While databases and spreadsheets are indeed very versatile,
sometimes you have a need to work with text files. Perhaps you were sent a text
file containing data you need to use, or perhaps you need to be able to produce
a text file to send to someone.
While it's possible to read the text file and manipulate it
using VBA, depending on how the data's arranged in the file, it's also possible
to treat the text file as a data table, and use the standard approaches to dealing
with tables instead. This has a major advantage in that you can use SQL to
filter the text in the file.
In this article, I'm going to talk about a couple of ways
that you can do just that.
A couple of warnings
Before going any further, let me state up front that while it's
possible to read from a text file as though it was a table, it's not possible
to update a text file as though it was a table. Figure 1 shows the error
message you'll get it you try.
Figure 1: The error message when trying to update a text
file - Unfortunately, it's just not possible to update a linked text table.
This doesn't mean that you cannot write to a text file: it
just means that you cannot delete data from or insert it to a text file as you
can from a table, nor can you update data existing in the file.
Another potential issue is that, by default, you're limited
(at least in Access) to what file extensions you can use. Out of the box, the
only file extensions you can use are txt, csv, tab and asc.
If you need to get around that restriction, one option is to
programmatically rename the file, work with it, then name it back to its
original name. In VBA, you can use the Name statement to rename files. The following
code will rename file.xyz (in folder C:\Folder) to File.txt:
Name "C:\Folder\File.xyz" As "C:\Folder\File.txt"
Sometimes, though, you may be working with files where you
cannot rename the file, either because you don't have sufficient permissions on
the file, or because others are also using the file. In that case, you might be
able to copy the file to a location where you do have permissions and work with
the copy. In VBA, you can use the FileCopy statement. The following code will
make a copy of File.xyz from folder E:\Folder to folder C:\Data, renaming the
file to File.txt at the same time:
FileCopy "E:\Folder\File.xyz", "C:\Data\File.txt"
If that's not possible, the other option is to modify the
System Registry. If youre working with an MDB file in either the Access 2000
file format or the Access 2002/2003 file format, you're looking for the DisabledExtensions
value under the HKEY_LOCAL_MACHINE\Software\Microsoft\Jet\4.0\Engines\Text subkey
in the registry, as shown in Figure 2.
Figure 2: System Registry entries associated with text
files when using MDB files- Registry changes should never be taken lightly, as
they can cause serious problems that may require reinstallation of the
operating system.
If youre working with an ACCDB file, youre looking for the DisabledExtensions
value under the HKEY_LOCAL_MACHINE\Software\Microsoft\Office\12.0\Access
Connectivity Engine\Engines\Text subkey in the registry, as shown in Figure 3.

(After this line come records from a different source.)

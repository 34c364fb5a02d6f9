// Copyright (C) 2026 Fred Clausen
// Use of this source code is governed by an MIT-style
// license that can be found in the LICENSE file or at
// https://opensource.org/licenses/MIT.

//! Stand purchases and game outcomes.

use kermesse_domain::{LifecycleStatus, StandCategory, UserRole};

use crate::handlers::{participations, stands, users};
use crate::{
    ApiError, CreateParticipationRequest, ErrorKind, KermesseQuery, NoopNotifier,
    ParticipationReceipt, RecordOutcomeRequest, SendJetonRequest,
};

use super::helpers::{
    Fair, RecordingNotifier, balance_of, fund, register_actor, setup_fair, setup_fair_with_stand,
};

fn buy(fair: &mut Fair, quantity: Option<u32>) -> Result<ParticipationReceipt, ApiError> {
    let parent = fair.parent;
    let stand_id = fair.stand.stand_id;
    participations::create_participation(
        &mut fair.persistence,
        &NoopNotifier,
        &parent,
        CreateParticipationRequest { stand_id, quantity },
    )
}

fn total_of(fair: &mut Fair) -> u64 {
    let ids = [fair.parent.id, fair.student.id, fair.holder.id];
    ids.iter()
        .map(|id| balance_of(&mut fair.persistence, *id))
        .sum()
}

fn rule_of(err: &ApiError) -> &str {
    match err {
        ApiError::DomainRuleViolation { rule, .. } | ApiError::Forbidden { rule, .. } => rule,
        other => panic!("Expected a rule violation, got {other:?}"),
    }
}

#[test]
fn test_buying_whole_stock_moves_balance_and_empties_stand() {
    let mut fair = setup_fair();

    let receipt = buy(&mut fair, Some(2)).unwrap();

    assert_eq!(receipt.buyer_balance, 40);
    assert_eq!(receipt.stand_stock, 0);
    assert_eq!(receipt.participation.quantity, 2);
    assert_eq!(receipt.participation.balance, 60);
    assert_eq!(receipt.participation.category, StandCategory::Food);
    assert_eq!(receipt.participation.status, LifecycleStatus::Finished);
    assert_eq!(receipt.participation.kermesse_id, fair.kermesse_id);
    assert_eq!(balance_of(&mut fair.persistence, fair.holder.id), 60);
}

#[test]
fn test_purchases_conserve_total_balance() {
    let mut fair = setup_fair_with_stand(StandCategory::Drink, 7, 10);
    let before = total_of(&mut fair);

    buy(&mut fair, Some(3)).unwrap();
    buy(&mut fair, Some(1)).unwrap();
    let _ = buy(&mut fair, Some(50));

    assert_eq!(total_of(&mut fair), before);
}

#[test]
fn test_insufficient_balance_changes_nothing() {
    let mut fair = setup_fair_with_stand(StandCategory::Food, 60, 5);

    let err = buy(&mut fair, Some(2)).unwrap_err();

    assert_eq!(rule_of(&err), "insufficient_balance");
    assert_eq!(balance_of(&mut fair.persistence, fair.parent.id), 100);
    assert_eq!(balance_of(&mut fair.persistence, fair.holder.id), 0);
    let stand = stands::get_stand(&mut fair.persistence, fair.stand.stand_id).unwrap();
    assert_eq!(stand.stock, 5);
    let parent = fair.parent;
    let listed = participations::list_participations(
        &mut fair.persistence,
        &parent,
        KermesseQuery::default(),
    )
    .unwrap();
    assert!(listed.is_empty());
}

#[test]
fn test_short_stock_is_rejected() {
    let mut fair = setup_fair();

    let err = buy(&mut fair, Some(3)).unwrap_err();

    assert_eq!(rule_of(&err), "insufficient_stock");
    assert_eq!(balance_of(&mut fair.persistence, fair.parent.id), 100);
}

#[test]
fn test_stocked_stand_requires_quantity() {
    let mut fair = setup_fair();

    let err = buy(&mut fair, None).unwrap_err();
    assert!(matches!(err, ApiError::InvalidInput { ref field, .. } if field == "quantity"));

    let err = buy(&mut fair, Some(0)).unwrap_err();
    assert!(matches!(err, ApiError::InvalidInput { ref field, .. } if field == "quantity"));
}

#[test]
fn test_unenrolled_buyer_is_forbidden() {
    let mut fair = setup_fair();
    let outsider = register_actor(
        &mut fair.persistence,
        "Walk In",
        "walkin@school.test",
        UserRole::Parent,
    );
    fund(&mut fair.persistence, outsider.id, 100, "pay-walkin");

    let err = participations::create_participation(
        &mut fair.persistence,
        &NoopNotifier,
        &outsider,
        CreateParticipationRequest {
            stand_id: fair.stand.stand_id,
            quantity: Some(1),
        },
    )
    .unwrap_err();

    assert_eq!(err.kind(), ErrorKind::Forbidden);
    assert_eq!(rule_of(&err), "not_enrolled");
    assert_eq!(balance_of(&mut fair.persistence, outsider.id), 100);
}

#[test]
fn test_stand_holder_cannot_buy() {
    let mut fair = setup_fair();

    let err = participations::create_participation(
        &mut fair.persistence,
        &NoopNotifier,
        &fair.holder,
        CreateParticipationRequest {
            stand_id: fair.stand.stand_id,
            quantity: Some(1),
        },
    )
    .unwrap_err();

    assert_eq!(rule_of(&err), "role_not_permitted");
}

#[test]
fn test_unknown_stand_is_not_found() {
    let mut fair = setup_fair();
    fair.stand.stand_id = 9_999;

    let err = buy(&mut fair, Some(1)).unwrap_err();

    assert_eq!(err.kind(), ErrorKind::NotFound);
}

#[test]
fn test_purchase_notifies_organizer_after_commit() {
    let mut fair = setup_fair();
    let notifier = RecordingNotifier::default();

    let receipt = participations::create_participation(
        &mut fair.persistence,
        &notifier,
        &fair.parent,
        CreateParticipationRequest {
            stand_id: fair.stand.stand_id,
            quantity: Some(1),
        },
    )
    .unwrap();
    let _ = participations::create_participation(
        &mut fair.persistence,
        &notifier,
        &fair.parent,
        CreateParticipationRequest {
            stand_id: fair.stand.stand_id,
            quantity: Some(5),
        },
    )
    .unwrap_err();

    let messages = notifier.messages();
    assert_eq!(messages.len(), 1);
    let (organizer_id, message) = &messages[0];
    assert_eq!(*organizer_id, fair.organizer.id);
    let json: serde_json::Value = serde_json::from_str(message).unwrap();
    assert_eq!(json["event"], "participation");
    assert_eq!(
        json["participation_id"],
        receipt.participation.participation_id
    );
    assert_eq!(json["amount"], 30);
}

#[test]
fn test_game_sells_single_play_and_records_outcome_once() {
    let mut fair = setup_fair_with_stand(StandCategory::Game, 4, 0);
    users::send_jeton(
        &mut fair.persistence,
        &fair.parent,
        &SendJetonRequest {
            student_id: fair.student.id,
            amount: 10,
        },
    )
    .unwrap();
    let student = fair.student;

    let err = participations::create_participation(
        &mut fair.persistence,
        &NoopNotifier,
        &student,
        CreateParticipationRequest {
            stand_id: fair.stand.stand_id,
            quantity: Some(2),
        },
    )
    .unwrap_err();
    assert!(matches!(err, ApiError::InvalidInput { .. }));

    let receipt = participations::create_participation(
        &mut fair.persistence,
        &NoopNotifier,
        &student,
        CreateParticipationRequest {
            stand_id: fair.stand.stand_id,
            quantity: None,
        },
    )
    .unwrap();
    assert_eq!(receipt.buyer_balance, 6);
    assert_eq!(receipt.participation.status, LifecycleStatus::Started);
    let participation_id = receipt.participation.participation_id;

    let err = participations::record_outcome(
        &mut fair.persistence,
        &fair.organizer,
        participation_id,
        RecordOutcomeRequest { points: 3 },
    )
    .unwrap_err();
    assert_eq!(rule_of(&err), "not_owner");

    let recorded = participations::record_outcome(
        &mut fair.persistence,
        &fair.holder,
        participation_id,
        RecordOutcomeRequest { points: 3 },
    )
    .unwrap();
    assert_eq!(recorded.points, 3);
    assert_eq!(recorded.status, LifecycleStatus::Finished);

    let err = participations::record_outcome(
        &mut fair.persistence,
        &fair.holder,
        participation_id,
        RecordOutcomeRequest { points: 9 },
    )
    .unwrap_err();
    assert_eq!(rule_of(&err), "outcome_already_recorded");
}

#[test]
fn test_food_participation_has_no_outcome() {
    let mut fair = setup_fair();
    let receipt = buy(&mut fair, Some(1)).unwrap();

    let err = participations::record_outcome(
        &mut fair.persistence,
        &fair.holder,
        receipt.participation.participation_id,
        RecordOutcomeRequest { points: 1 },
    )
    .unwrap_err();

    assert_eq!(rule_of(&err), "not_a_game");
}

#[test]
fn test_participation_listing_is_scoped() {
    let mut fair = setup_fair();
    buy(&mut fair, Some(1)).unwrap();
    let other_holder = register_actor(
        &mut fair.persistence,
        "Other Holder",
        "otherholder@school.test",
        UserRole::StandHolder,
    );

    let query = KermesseQuery {
        kermesse_id: Some(fair.kermesse_id),
    };
    let for_holder =
        participations::list_participations(&mut fair.persistence, &fair.holder, query).unwrap();
    assert_eq!(for_holder.len(), 1);

    let for_other =
        participations::list_participations(&mut fair.persistence, &other_holder, query).unwrap();
    assert!(for_other.is_empty());

    let for_student =
        participations::list_participations(&mut fair.persistence, &fair.student, query).unwrap();
    assert!(for_student.is_empty());
}
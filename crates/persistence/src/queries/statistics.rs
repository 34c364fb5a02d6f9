// Copyright (C) 2026 Fred Clausen
// Use of this source code is governed by an MIT-style
// license that can be found in the LICENSE file or at
// https://opensource.org/licenses/MIT.

//! Per-kermesse statistics.

use diesel::SqliteConnection;
use diesel::dsl::{sql, sum};
use diesel::prelude::*;
use diesel::sql_types::BigInt;
use kermesse_domain::KermesseStatistics;
use num_traits::ToPrimitive;

use crate::diesel_schema::{
    kermesses_stands, kermesses_users, participations, stands, tickets, tombolas, users,
};
use crate::error::PersistenceError;
use crate::filters::ActorScope;

/// Converts an aggregate read back from the database into an amount.
///
/// # Errors
///
/// Returns `PersistenceError::CorruptRow` if the value is negative.
pub(crate) fn to_amount(column: &str, value: i64) -> Result<u64, PersistenceError> {
    value
        .to_u64()
        .ok_or_else(|| PersistenceError::CorruptRow(format!("{column} aggregate is {value}")))
}

/// Computes statistics for a kermesse as seen by `scope`.
///
/// Parents only count their own children among linked users, stand
/// holders only see their own stand's participations, students get their
/// own points and only organizers see tombola revenue.
///
/// # Errors
///
/// Returns an error if any of the underlying queries fails.
pub fn kermesse_statistics(
    conn: &mut SqliteConnection,
    kermesse_id: i64,
    scope: ActorScope,
) -> Result<KermesseStatistics, PersistenceError> {
    let mut linked_users = kermesses_users::table
        .filter(kermesses_users::kermesse_id.eq(kermesse_id))
        .into_boxed();
    if let ActorScope::Parent(parent_id) = scope {
        linked_users = linked_users.filter(
            kermesses_users::user_id.eq_any(
                users::table
                    .filter(users::parent_id.eq(Some(parent_id)))
                    .select(users::user_id),
            ),
        );
    }
    let user_count: i64 = linked_users.count().get_result(conn)?;

    let stand_count: i64 = kermesses_stands::table
        .filter(kermesses_stands::kermesse_id.eq(kermesse_id))
        .count()
        .get_result(conn)?;

    let tombola_count: i64 = tombolas::table
        .filter(tombolas::kermesse_id.eq(kermesse_id))
        .count()
        .get_result(conn)?;

    let tombola_revenue: i64 = match scope {
        ActorScope::Organizer(_) | ActorScope::All => tickets::table
            .inner_join(tombolas::table)
            .filter(tombolas::kermesse_id.eq(kermesse_id))
            // SUM of a BIGINT column maps to Numeric in Diesel.
            .select(sql::<BigInt>("COALESCE(SUM(tombolas.price), 0)"))
            .get_result(conn)?,
        _ => 0,
    };

    let mut visible = participations::table
        .filter(participations::kermesse_id.eq(kermesse_id))
        .into_boxed();
    if let ActorScope::StandHolder(holder_id) = scope {
        visible = visible.filter(
            participations::stand_id.eq_any(
                stands::table
                    .filter(stands::holder_id.eq(holder_id))
                    .select(stands::stand_id),
            ),
        );
    }
    let (participation_count, participation_revenue): (i64, i64) = visible
        .select((
            diesel::dsl::count_star(),
            sql::<BigInt>("COALESCE(SUM(participations.balance), 0)"),
        ))
        .get_result(conn)?;

    let points: Option<i64> = match scope {
        ActorScope::Student(user_id) => participations::table
            .filter(participations::kermesse_id.eq(kermesse_id))
            .filter(participations::user_id.eq(user_id))
            .select(sum(participations::points))
            .get_result(conn)?,
        _ => None,
    };

    Ok(KermesseStatistics {
        user_count: to_amount("kermesses_users", user_count)?,
        stand_count: to_amount("kermesses_stands", stand_count)?,
        tombola_count: to_amount("tombolas", tombola_count)?,
        tombola_revenue: to_amount("tombolas.price", tombola_revenue)?,
        participation_count: to_amount("participations", participation_count)?,
        participation_revenue: to_amount("participations.balance", participation_revenue)?,
        points: to_amount("participations.points", points.unwrap_or(0))?,
    })
}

Figure 3: System Registry entries associated with text
files when using ACCDB files The same cautions about making Registry changes
apply.
Double-click on the DisabledExtensions label, and the Edit
String window will open up, allowing you to add additional extensions to the
list of extensions allowed, as shown in Figure 4.
Figure 4: The Edit String window - Add the additional
extension(s) to be allowed to the list.
It may seem counterintuitive to add an extension to the DisabledExtensions
value when you want to enable use of that extension. However, note that the
first character in the value is an exclamation point (!). Placing an
exclamation mark at the beginning of the Value data allows you to modify those
files with the extensions listed. When you do not place an exclamation mark at
the beginning of the Value data, you cannot modify files with the extension
listed.
Finally, I'm making a simplifying assumption that all files
are what I'll call "proper" file names, i.e.: they have only a single
period in the file name. While I know that it's possible to use filenames like This
is the text file I created. Joe created a different file, but we won't use
it.txt, the code I'm presenting won't work properly with names like that.
While it's not difficult to rewrite the code so that it will work with file
names like that, I didn't want to introduce that complexity.
Simplistic Approach
The easiest approach in Access, of course, is to manually
link to or import your text file. When you go through File | Get External Data
and select a text file, the Import Text Wizard (see Figure 5) walks you through
the process of defining what the table should look like.
Figure 5: The Import Text Wizard - The wizard should
appear automatically when you go to import or link a text file, and walks you
through the process.
If you click on the Advanced button (bottom left hand corner
of wizard), you get the option to refine the definition, and even to save the
specification in the database (see Figure 6).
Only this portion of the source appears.